MIDWEEK MUSNGS: HATE BEGETS HATE
Tuesday evening I attended my first Political Animal Club gathering with political pundit and analyst Matthew Dowd. Yep, the same guy who MSNBC just fired for his comments re: the murder of Charlie Kirk.Ironic that I have been re-editing my summation of Dowd's talk a couple of days now, and then yesterday this shooting occurred.
Below my words, I have also included an article from the Hungry Black Man, much more articulate than mine. Dowd's message and his are the same.
Matthew Dowd had an unorthodox beginning to his presentation as he asked us to take the hand of a person sitting next to us, close our eyes for a minute to visualize ourselves with family/friends living in a time of peace and what that would look like.
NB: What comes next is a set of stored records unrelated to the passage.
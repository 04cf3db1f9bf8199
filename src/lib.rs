#![cfg_attr(not(feature = "std"), no_std)]
#![doc = include_str!("../README.md")]

//! # Core Concepts
//!
//! - **`Puhsl`**: A perceptually uniform hue/saturation/lightness color, where saturation is a percentage of the in-gamut maximum
//! - **`gamut`**: The six gamut boundary lines at a lightness and the maximum chroma along a hue ray
//! - **`space`**: The bidirectional sRGB ⇄ XYZ ⇄ Luv ⇄ LCh ⇄ PUHSL conversion chain
//! - **`contrast`**: Relative luminance, WCAG contrast ratio and black/white text selection
//! - **`StatePalette`**: Normal, hover, clicked, disabled and focus colors derived from one base color
//! - **`PaletteRules`**: Tunable derivation rules with a validating builder
//! - **`InteractionFlags`** / **`RenderState`**: Raw UI flags and the palette entry they resolve to
//!
//! The library uses `Srgba<f32>` (0.0-1.0 range) as its device color. Internally all
//! PUHSL math runs in `f64` through `libm`, so results are identical with and without `std`.
//! Conversions never fail: non-finite intermediates are replaced with `0.0` and every
//! output is clamped to its documented range.

// Re-export the device color types from palette for user convenience
pub use palette::{Srgb, Srgba};

pub mod colors;
pub mod contrast;
pub mod gamut;
pub mod interaction;
pub mod numeric;
pub mod scheme;
pub mod space;
pub mod types;

pub use colors::{BLACK, WHITE};
pub use contrast::{contrast_ratio, high_contrast_text, relative_luminance};
pub use gamut::{BoundaryLine, boundary_lines, max_chroma};
pub use interaction::{InteractionFlags, RenderState, resolve_render_state};
pub use scheme::{
    FocusEntry, PaletteEntry, PaletteRules, PaletteRulesBuilder, PaletteState, StatePalette,
    derive_palette, derive_palette_from_puhsl, update_palette,
};
pub use space::{device_color_to_puhsl, puhsl_to_device_color, puhsl_to_srgb, srgb_to_puhsl};
pub use types::{ColorError, Puhsl};
//! Interaction-state palettes derived from a single base color.
//!
//! All arithmetic happens in PUHSL after converting the base color once.
//! Every state gets its own text color, chosen against that state's own
//! background, so text stays legible on shifted backgrounds too.

use palette::Srgba;

use crate::contrast::high_contrast_text;
use crate::interaction::RenderState;
use crate::space::device_color_to_puhsl;
use crate::types::{ColorError, Puhsl};

/// Above this lightness hover darkens instead of lightening.
const HOVER_CEILING: f64 = 80.0;
/// Below this lightness a click lightens instead of darkening.
const CLICKED_FLOOR: f64 = 20.0;
/// Disabled lightness is `base * SCALE + OFFSET`, pulled toward mid-gray.
const DISABLED_SCALE: f64 = 0.5;
const DISABLED_OFFSET: f64 = 25.0;
/// Bases less saturated than this get the disabled separation fix.
const LOW_SATURATION: f64 = 35.0;
/// Minimum lightness gap between a low-saturation base and its disabled tone.
const MIN_DISABLED_SEPARATION: f64 = 15.0;
const DISABLED_BOOST: f64 = 20.0;
/// Outline lightness when the base is light / dark.
const OUTLINE_ON_LIGHT: f64 = 20.0;
const OUTLINE_ON_DARK: f64 = 90.0;
const OUTLINE_SATURATION: f64 = 100.0;

/// Tunable parts of palette derivation.
///
/// The default reproduces the standard rules: hover ±10, clicked ±15,
/// disabled saturation 20, outline threshold 60.
#[derive(Debug, Clone, Copy, PartialEq)]
#[cfg_attr(feature = "defmt", derive(defmt::Format))]
pub struct PaletteRules {
    hover_step: f64,
    clicked_step: f64,
    disabled_saturation: f64,
    outline_threshold: f64,
}

impl Default for PaletteRules {
    fn default() -> Self {
        Self {
            hover_step: 10.0,
            clicked_step: 15.0,
            disabled_saturation: 20.0,
            outline_threshold: 60.0,
        }
    }
}

impl PaletteRules {
    /// Creates a builder starting from the default rules.
    pub fn builder() -> PaletteRulesBuilder {
        PaletteRulesBuilder::new()
    }

    /// Lightness shift applied for hover and focus.
    pub fn hover_step(&self) -> f64 {
        self.hover_step
    }

    /// Lightness shift applied for clicked.
    pub fn clicked_step(&self) -> f64 {
        self.clicked_step
    }

    /// Saturation of the disabled tone.
    pub fn disabled_saturation(&self) -> f64 {
        self.disabled_saturation
    }

    /// Base lightness above which the focus outline turns dark.
    pub fn outline_threshold(&self) -> f64 {
        self.outline_threshold
    }

    /// Derives a palette from a device color.
    pub fn derive(&self, base: Srgba) -> StatePalette {
        let (tone, alpha) = device_color_to_puhsl(base);
        self.derive_with_alpha(tone, alpha)
    }

    /// Derives an opaque palette directly from PUHSL.
    pub fn derive_from_puhsl(&self, base: Puhsl) -> StatePalette {
        self.derive_with_alpha(base, 1.0)
    }

    fn derive_with_alpha(&self, base: Puhsl, alpha: f32) -> StatePalette {
        let base = Puhsl::new(base.hue, base.saturation, base.lightness);

        #[cfg(feature = "defmt")]
        defmt::trace!(
            "deriving palette: h={} s={} l={} a={}",
            base.hue,
            base.saturation,
            base.lightness,
            alpha
        );

        let hover = self.hover_tone(base);
        let outline = self.outline_tone(base, hover);

        StatePalette {
            normal: PaletteEntry::new(base, alpha),
            hover: PaletteEntry::new(hover, alpha),
            clicked: PaletteEntry::new(self.clicked_tone(base), alpha),
            disabled: PaletteEntry::new(self.disabled_tone(base), alpha),
            focus: FocusEntry {
                entry: PaletteEntry::new(hover, alpha),
                outline_tone: outline,
                outline: outline.to_srgba(1.0),
            },
        }
    }

    fn hover_tone(&self, base: Puhsl) -> Puhsl {
        let shift = if base.lightness > HOVER_CEILING {
            -self.hover_step
        } else {
            self.hover_step
        };
        base.with_lightness(base.lightness + shift)
    }

    fn clicked_tone(&self, base: Puhsl) -> Puhsl {
        let shift = if base.lightness < CLICKED_FLOOR {
            self.clicked_step
        } else {
            -self.clicked_step
        };
        base.with_lightness(base.lightness + shift)
    }

    fn disabled_tone(&self, base: Puhsl) -> Puhsl {
        let mut lightness = base.lightness * DISABLED_SCALE + DISABLED_OFFSET;

        if base.saturation < LOW_SATURATION
            && libm::fabs(lightness - base.lightness) < MIN_DISABLED_SEPARATION
        {
            // Raising lands too close to light bases (60 < L < 80); lower instead.
            let raised = lightness + DISABLED_BOOST;
            lightness = if libm::fabs(raised - base.lightness) >= MIN_DISABLED_SEPARATION {
                raised
            } else {
                lightness - DISABLED_BOOST
            };

            #[cfg(feature = "defmt")]
            defmt::debug!(
                "low-saturation disabled fix: base l={} -> disabled l={}",
                base.lightness,
                lightness
            );
        }

        Puhsl::new(base.hue, self.disabled_saturation, lightness)
    }

    fn outline_tone(&self, base: Puhsl, focus: Puhsl) -> Puhsl {
        let lightness = if base.lightness > self.outline_threshold {
            OUTLINE_ON_LIGHT
        } else {
            OUTLINE_ON_DARK
        };
        Puhsl::new(focus.hue + 180.0, OUTLINE_SATURATION, lightness)
    }
}

/// Builder for validated [`PaletteRules`].
#[derive(Debug)]
pub struct PaletteRulesBuilder {
    rules: PaletteRules,
}

impl PaletteRulesBuilder {
    /// Creates a builder holding the default rules.
    pub fn new() -> Self {
        Self {
            rules: PaletteRules::default(),
        }
    }

    /// Sets the hover/focus lightness shift.
    pub fn hover_step(mut self, step: f64) -> Self {
        self.rules.hover_step = step;
        self
    }

    /// Sets the clicked lightness shift.
    pub fn clicked_step(mut self, step: f64) -> Self {
        self.rules.clicked_step = step;
        self
    }

    /// Sets the disabled saturation.
    pub fn disabled_saturation(mut self, saturation: f64) -> Self {
        self.rules.disabled_saturation = saturation;
        self
    }

    /// Sets the base lightness above which the outline turns dark.
    pub fn outline_threshold(mut self, threshold: f64) -> Self {
        self.rules.outline_threshold = threshold;
        self
    }

    /// Builds and validates the rules.
    ///
    /// # Errors
    /// * `NonFiniteComponent` - A value is NaN or infinite
    /// * `ComponentOutOfRange` - A value is outside `[0, 100]`
    pub fn build(self) -> Result<PaletteRules, ColorError> {
        let PaletteRules {
            hover_step,
            clicked_step,
            disabled_saturation,
            outline_threshold,
        } = self.rules;

        for (name, value) in [
            ("hover_step", hover_step),
            ("clicked_step", clicked_step),
            ("disabled_saturation", disabled_saturation),
            ("outline_threshold", outline_threshold),
        ] {
            if !value.is_finite() {
                return Err(ColorError::NonFiniteComponent);
            }
            if !(0.0..=100.0).contains(&value) {
                return Err(ColorError::ComponentOutOfRange { name, value });
            }
        }

        Ok(self.rules)
    }
}

impl Default for PaletteRulesBuilder {
    fn default() -> Self {
        Self::new()
    }
}

/// One state's colors.
#[derive(Debug, Clone, Copy, PartialEq)]
pub struct PaletteEntry {
    /// The PUHSL tone the background was derived from.
    pub tone: Puhsl,
    /// Background color, carrying the base color's alpha.
    pub background: Srgba,
    /// Opaque black or white text for this background.
    pub text: Srgba,
}

impl PaletteEntry {
    fn new(tone: Puhsl, alpha: f32) -> Self {
        Self {
            tone,
            background: tone.to_srgba(alpha),
            text: high_contrast_text(tone).to_srgba(1.0),
        }
    }
}

/// The focus state: the hover colors plus a complementary outline.
#[derive(Debug, Clone, Copy, PartialEq)]
pub struct FocusEntry {
    /// Background and text, identical to hover.
    pub entry: PaletteEntry,
    /// The PUHSL tone of the outline.
    pub outline_tone: Puhsl,
    /// Opaque outline color.
    pub outline: Srgba,
}

/// A full set of interaction-state colors.
#[derive(Debug, Clone, Copy, PartialEq)]
pub struct StatePalette {
    /// Resting state.
    pub normal: PaletteEntry,
    /// Pointer over.
    pub hover: PaletteEntry,
    /// Pointer pressed.
    pub clicked: PaletteEntry,
    /// Input disabled.
    pub disabled: PaletteEntry,
    /// Keyboard focus.
    pub focus: FocusEntry,
}

impl StatePalette {
    /// The background/text pair to paint for `state`.
    pub fn entry(&self, state: RenderState) -> &PaletteEntry {
        match state {
            RenderState::Normal => &self.normal,
            RenderState::Hover => &self.hover,
            RenderState::Clicked => &self.clicked,
            RenderState::Disabled => &self.disabled,
            RenderState::Focus => &self.focus.entry,
        }
    }
}

impl Default for StatePalette {
    fn default() -> Self {
        derive_palette_from_puhsl(Puhsl::DEFAULT_BASE)
    }
}

/// Derives the standard palette from a device color.
///
/// Pure: the same base always yields a bit-identical palette.
pub fn derive_palette(base: Srgba) -> StatePalette {
    PaletteRules::default().derive(base)
}

/// Derives the standard palette from a PUHSL base, skipping the device round trip.
pub fn derive_palette_from_puhsl(base: Puhsl) -> StatePalette {
    PaletteRules::default().derive_from_puhsl(base)
}

/// The base color and its palette, as owned by a UI layer.
#[derive(Debug, Clone, Copy, PartialEq)]
pub struct PaletteState {
    base: Srgba,
    rules: PaletteRules,
    palette: StatePalette,
}

impl PaletteState {
    /// Derives the initial state with the default rules.
    pub fn new(base: Srgba) -> Self {
        Self::with_rules(base, PaletteRules::default())
    }

    /// Derives the initial state with custom rules.
    pub fn with_rules(base: Srgba, rules: PaletteRules) -> Self {
        Self {
            base,
            rules,
            palette: rules.derive(base),
        }
    }

    /// The base color the palette was derived from.
    pub fn base(&self) -> Srgba {
        self.base
    }

    /// The rules used for derivation.
    pub fn rules(&self) -> PaletteRules {
        self.rules
    }

    /// The current palette.
    pub fn palette(&self) -> &StatePalette {
        &self.palette
    }
}

/// Replaces `state` with one derived from `base`.
///
/// The previous state is returned untouched when the base has not changed;
/// otherwise the whole palette is recomputed, never patched.
pub fn update_palette(state: PaletteState, base: Srgba) -> PaletteState {
    if state.base == base {
        state
    } else {
        PaletteState::with_rules(base, state.rules)
    }
}
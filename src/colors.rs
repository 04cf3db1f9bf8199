//! Color construction helpers.
//!
//! Convenience constructors that go straight from PUHSL components to
//! `palette::Srgb`, plus the packed and hex forms a rendering layer usually
//! stores its colors in.

use palette::{Srgb, Srgba};

use crate::types::{ColorError, Puhsl};

/// Opaque black.
pub const BLACK: Srgb = Srgb::new(0.0, 0.0, 0.0);

/// Opaque white.
pub const WHITE: Srgb = Srgb::new(1.0, 1.0, 1.0);

/// Creates an RGB color from PUHSL (hue, saturation, lightness) components.
#[inline]
pub fn puhsl(hue: f64, saturation: f64, lightness: f64) -> Srgb {
    Puhsl::new(hue, saturation, lightness).to_srgb()
}

/// Creates an RGB color from hue only (full saturation, mid lightness).
#[inline]
pub fn hue(hue: f64) -> Srgb {
    puhsl(hue, 100.0, 50.0)
}

/// Unpacks a `0xAARRGGBB` pixel.
pub fn from_packed_argb(packed: u32) -> Srgba {
    let [a, r, g, b] = packed.to_be_bytes();
    Srgba::<u8>::new(r, g, b, a).into_format()
}

/// Packs a device color into `0xAARRGGBB`, rounding each channel to 8 bits.
pub fn to_packed_argb(color: Srgba) -> u32 {
    let rgba: Srgba<u8> = color.into_format();
    u32::from_be_bytes([rgba.alpha, rgba.red, rgba.green, rgba.blue])
}

/// Parses `#rrggbb` or `#rrggbbaa` (the `#` is optional).
///
/// # Errors
/// * `InvalidHexLength` - Not 6 or 8 digits
/// * `InvalidHexDigit` - A character is not a hex digit
pub fn parse_hex(text: &str) -> Result<Srgba, ColorError> {
    let digits = text.strip_prefix('#').unwrap_or(text);
    if digits.len() != 6 && digits.len() != 8 {
        return Err(ColorError::InvalidHexLength(digits.len()));
    }
    if !digits.bytes().all(|b| b.is_ascii_hexdigit()) {
        return Err(ColorError::InvalidHexDigit);
    }

    let byte = |i: usize| {
        u8::from_str_radix(&digits[i..i + 2], 16).map_err(|_| ColorError::InvalidHexDigit)
    };
    let alpha = if digits.len() == 8 { byte(6)? } else { u8::MAX };

    Ok(Srgba::<u8>::new(byte(0)?, byte(2)?, byte(4)?, alpha).into_format())
}
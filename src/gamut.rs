//! Gamut boundary geometry in the CIE Luv u/v plane.
//!
//! For a fixed lightness the colors reproducible by the sRGB primaries form a
//! hexagon around the neutral axis. Each edge is where one linear RGB channel
//! sits exactly at 0 or at 1. [`boundary_lines`] solves those six edges as
//! lines `v = slope * u + intercept`, and [`max_chroma`] walks a hue ray out
//! from the origin to the nearest edge.

use heapless::Vec;

use crate::numeric::sanitize;

/// XYZ (D65) to linear sRGB, one row per output channel.
pub(crate) const XYZ_TO_LINEAR_RGB: [[f64; 3]; 3] = [
    [3.240969941904521, -1.537383177570093, -0.498610760293],
    [-0.96924363628087, 1.87596750150772, 0.041555057407175],
    [0.055630079696993, -0.20397695888897, 1.056971514242878],
];

/// CIE κ = 24389/27, slope of the linear L* segment near black.
pub(crate) const KAPPA: f64 = 903.2962962;

/// CIE ε = 216/24389, the Y/Yn threshold between the linear and cubic L* segments.
pub(crate) const EPSILON: f64 = 0.0088564516;

/// Below this magnitude a boundary line's denominator is treated as zero.
pub const DEGENERATE_DENOMINATOR: f64 = 1e-10;

/// Returned by [`max_chroma`] when no boundary constrains the hue ray.
pub const UNBOUNDED_CHROMA: f64 = f64::MAX;

/// The two values a primary channel is pinned to on the gamut surface.
const CHANNEL_EXTREMES: [f64; 2] = [0.0, 1.0];

/// One edge of the gamut hexagon: `v = slope * u + intercept`.
#[derive(Debug, Clone, Copy, PartialEq)]
#[cfg_attr(feature = "defmt", derive(defmt::Format))]
pub struct BoundaryLine {
    /// Slope in the u/v plane.
    pub slope: f64,
    /// Value of v where the line crosses u = 0.
    pub intercept: f64,
}

impl BoundaryLine {
    /// Distance from the origin to where a ray at `hue_radians` meets this line.
    ///
    /// Negative means the line lies behind the ray. `None` when the ray runs
    /// parallel to the line and never meets it.
    #[inline]
    pub fn ray_length(&self, hue_radians: f64) -> Option<f64> {
        let denominator = libm::sin(hue_radians) - self.slope * libm::cos(hue_radians);
        let length = self.intercept / denominator;
        length.is_finite().then_some(length)
    }
}

/// Solves the line where one channel of one gamut extreme meets lightness `l`.
///
/// `row` is that channel's row of [`XYZ_TO_LINEAR_RGB`] and `extreme` is 0 or 1.
/// Returns `None` when the denominator vanishes: that channel contributes no
/// constraint at this lightness.
fn solve_line(l: f64, row: &[f64; 3], extreme: f64) -> Option<BoundaryLine> {
    let [m1, m2, m3] = *row;
    let sub2 = lightness_scale(l);

    let top1 = sanitize((284517.0 * m1 - 94839.0 * m3) * sub2);
    let top2 = sanitize(
        (838422.0 * m3 + 769860.0 * m2 + 731718.0 * m1) * l * sub2 - 769860.0 * extreme * l,
    );
    let bottom = sanitize((632260.0 * m3 - 126452.0 * m2) * sub2 + 126452.0 * extreme);

    if libm::fabs(bottom) < DEGENERATE_DENOMINATOR {
        return None;
    }

    Some(BoundaryLine {
        slope: sanitize(top1 / bottom),
        intercept: sanitize(top2 / bottom),
    })
}

/// `Y` for a given L*, using the cubic segment above ε and the linear one below.
#[inline]
fn lightness_scale(l: f64) -> f64 {
    let cubed = libm::pow((l + 16.0) / 116.0, 3.0);
    if cubed > EPSILON { cubed } else { l / KAPPA }
}

/// All six candidate edges of the gamut hexagon at lightness `l`.
///
/// Ordered red/green/blue, each as (channel = 0, channel = 1). Degenerate edges
/// are `None` and must be skipped.
pub fn boundary_lines(l: f64) -> [Option<BoundaryLine>; 6] {
    let mut lines = [None; 6];
    for (channel, row) in XYZ_TO_LINEAR_RGB.iter().enumerate() {
        for (side, &extreme) in CHANNEL_EXTREMES.iter().enumerate() {
            lines[channel * 2 + side] = solve_line(l, row, extreme);
        }
    }
    lines
}

/// The non-degenerate edges at lightness `l`.
pub fn valid_boundary_lines(l: f64) -> Vec<BoundaryLine, 6> {
    boundary_lines(l).into_iter().flatten().collect()
}

/// Maximum in-gamut chroma at lightness `l` along hue `h` (degrees).
///
/// Edges parallel to the ray are skipped. Returns [`UNBOUNDED_CHROMA`] if no
/// edge intersects the ray in front of the origin, which only happens at the lightness extremes. Callers treat that
/// as degenerate and fall back to zero saturation.
pub fn max_chroma(l: f64, h: f64) -> f64 {
    let hue_radians = h.to_radians();
    valid_boundary_lines(l)
        .iter()
        .filter_map(|line| line.ray_length(hue_radians))
        .filter(|length| *length >= 0.0)
        .fold(UNBOUNDED_CHROMA, f64::min)
}

#[cfg(test)]
mod tests {
    use super::*;

    #[test]
    fn mid_lightness_has_six_edges() {
        let lines = boundary_lines(50.0);
        assert!(lines.iter().all(Option::is_some));
        assert_eq!(valid_boundary_lines(50.0).len(), 6);
    }

    #[test]
    fn edges_are_finite() {
        for l in [0.5, 8.0, 25.0, 50.0, 75.0, 99.0] {
            for line in valid_boundary_lines(l) {
                assert!(line.slope.is_finite());
                assert!(line.intercept.is_finite());
            }
        }
    }

    #[test]
    fn black_lightness_drops_degenerate_edges() {
        // At L = 0 every lower-extreme line collapses to a zero denominator.
        let lines = boundary_lines(0.0);
        assert!(lines[0].is_none());
        assert!(lines[2].is_none());
        assert!(lines[4].is_none());
    }

    #[test]
    fn max_chroma_is_non_negative() {
        for l in [1.0, 10.0, 30.0, 53.0, 70.0, 95.0] {
            for h in [0.0, 45.0, 90.0, 135.0, 180.0, 225.0, 270.0, 315.0] {
                let c = max_chroma(l, h);
                assert!(c >= 0.0, "l={l} h={h} c={c}");
                assert!(c < 200.0, "l={l} h={h} c={c}");
            }
        }
    }

    #[test]
    fn max_chroma_matches_pure_red() {
        // sRGB red is L*=53.2371, C=179.0414, h=12.1771 in LCh(uv)
        let c = max_chroma(53.23711559542933, 12.177050630061776);
        assert!(libm::fabs(c - 179.0414) < 0.05, "got {c}");
    }

    #[test]
    fn ray_parallel_to_edge_never_meets_it() {
        let line = BoundaryLine { slope: 0.0, intercept: 5.0 };
        assert_eq!(line.ray_length(0.0), None);
        assert_eq!(line.ray_length(core::f64::consts::FRAC_PI_2), Some(5.0));
    }

    #[test]
    fn parallel_edge_does_not_collapse_chroma() {
        // At L=50 this hue runs exactly parallel to one hexagon edge.
        let c = max_chroma(50.0, 329.5394297531977);
        assert!(c > 1.0, "got {c}");
        assert!(c < UNBOUNDED_CHROMA);

        let next = max_chroma(50.0, f64::from_bits(329.5394297531977_f64.to_bits() + 1));
        assert!(libm::fabs(c - next) < 1e-6, "c={c} next={next}");
    }
}
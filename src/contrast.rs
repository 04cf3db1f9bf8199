//! Luminance, contrast ratio and automatic text color selection.
//!
//! Luminance is measured in linear sRGB (the WCAG 2.1 definition) even though
//! the palette itself is built in PUHSL.

use crate::space::{puhsl_to_srgb, to_linear};
use crate::types::Puhsl;

/// Pure black, hue 0.
pub const BLACK_TEXT: Puhsl = Puhsl {
    hue: 0.0,
    saturation: 0.0,
    lightness: 0.0,
};

/// Pure white, hue 0.
pub const WHITE_TEXT: Puhsl = Puhsl {
    hue: 0.0,
    saturation: 0.0,
    lightness: 100.0,
};

/// Backgrounds brighter than this get black text.
pub const TEXT_LUMINANCE_THRESHOLD: f64 = 0.5;

/// Relative luminance of a color per WCAG 2.1.
///
/// `L = 0.2126 * R_lin + 0.7152 * G_lin + 0.0722 * B_lin`, in `[0, 1]`.
pub fn relative_luminance(color: Puhsl) -> f64 {
    let rgb = puhsl_to_srgb(color);
    let r = to_linear(f64::from(rgb.red));
    let g = to_linear(f64::from(rgb.green));
    let b = to_linear(f64::from(rgb.blue));
    0.2126 * r + 0.7152 * g + 0.0722 * b
}

/// WCAG 2.1 contrast ratio, in `[1, 21]` regardless of argument order.
pub fn contrast_ratio(a: Puhsl, b: Puhsl) -> f64 {
    let la = relative_luminance(a);
    let lb = relative_luminance(b);
    let (lighter, darker) = if la >= lb { (la, lb) } else { (lb, la) };
    (lighter + 0.05) / (darker + 0.05)
}

/// Black or white text for a background.
///
/// This is a single luminance threshold, not a search for the higher
/// contrast ratio. The two agree for almost every color; near the crossover
/// (luminance ≈ 0.18) they can pick differently, and the threshold result is
/// kept for stable output.
pub fn high_contrast_text(background: Puhsl) -> Puhsl {
    if relative_luminance(background) > TEXT_LUMINANCE_THRESHOLD {
        BLACK_TEXT
    } else {
        WHITE_TEXT
    }
}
You could have heard a pin drop. A tear rolled down my cheek. A calmness replaced the once frenetic chatter.
Dowd began stating we need the TRUTH and to understand, we search for Truth with our own prejudices.
History is cyclical, composed of economic, technological, multicultural, and institutional changes. We need to recognize we are in crisis and need a new united vision full of values. Truth is in our heads and our hearts. Hate perpetuates hate and our efforts need to start at home with love. Love thy neighbor, as change needs to start from the bottom up versus the top down.
L) Matthew Dowd (R) senior editor Ar Dem Gazette Rex Nelson |
93 year old Annie Abrams, long-time civil rights activist, was also in attendance with comments and her telephone booklet of legislator numbers, of which she has distributed 1000 copies from her front porch. May we use those numbers to be heard.
"The Hungry Black Man
America lost Charlie Kirk a couple hours ago, violently, tragically, and in a moment that was recorded, and is circulating socially. I will not post it because it’s absolutely horrific.
Charlie was not a figure of grace or empathy. History will not remember him as a voice of unity or a champion of justice. He will be remembered for the words he chose, words that often wounded and divided. As he lay bleeding out onstage, those words, once weapons, became dust.
When he was shot, he was speaking about one of America’s deepest wounds: mass shootings. When asked about school shootings, his response was not measured compassion but deflection. “Counting or not counting gang violence?” he said, as if the grief of families who send their children to school only to bury them could be minimized by a technicality. And then, almost instantly, a shot rang out. He fell, his voice instantly silenced.
This is not eulogy-flattery. This is memory.
We remember the things he said about Dr. Martin Luther King Jr.: “MLK was awful. He’s not a good person.” We remember his calculation on gun violence: “I think it’s worth … some gun deaths every single year so that we can have the Second Amendment to protect our other God-given rights. That is a prudent deal. It is rational.” These are not the words of healing, not the words of unity. And yet they, too, are part of the ledger he leaves behind.
So what do we do with a legacy like this? First, we tell the truth. We acknowledge what he said, how he said it, and the hurt it caused. Second, we resist the temptation to let violence beget violence. For if this act tells us anything, it is that political violence has become a siren call to the unhinged, a spark they would gladly use to ignite the tinderbox of racial and class resentment. Today it was a conservative voice silenced. Tomorrow, it could just as easily be a progressive one. We must not let this become the currency of politics.
We should also understand the warning buried in this moment. What we say matters. How we live matters. The words we choose, the causes we defend, the way we treat one another, these become the bricks of our legacy. Kirk’s words were often sharp, sometimes cruel, but they are now etched into his memory as surely as his death. Let the rest of us take note: legacies should be rooted in love, in justice, in equality, not in division or deflection.
Rest, if you can, Mr. Kirk. May your final act teach us something lasting: that even in grief, we are called to choose better."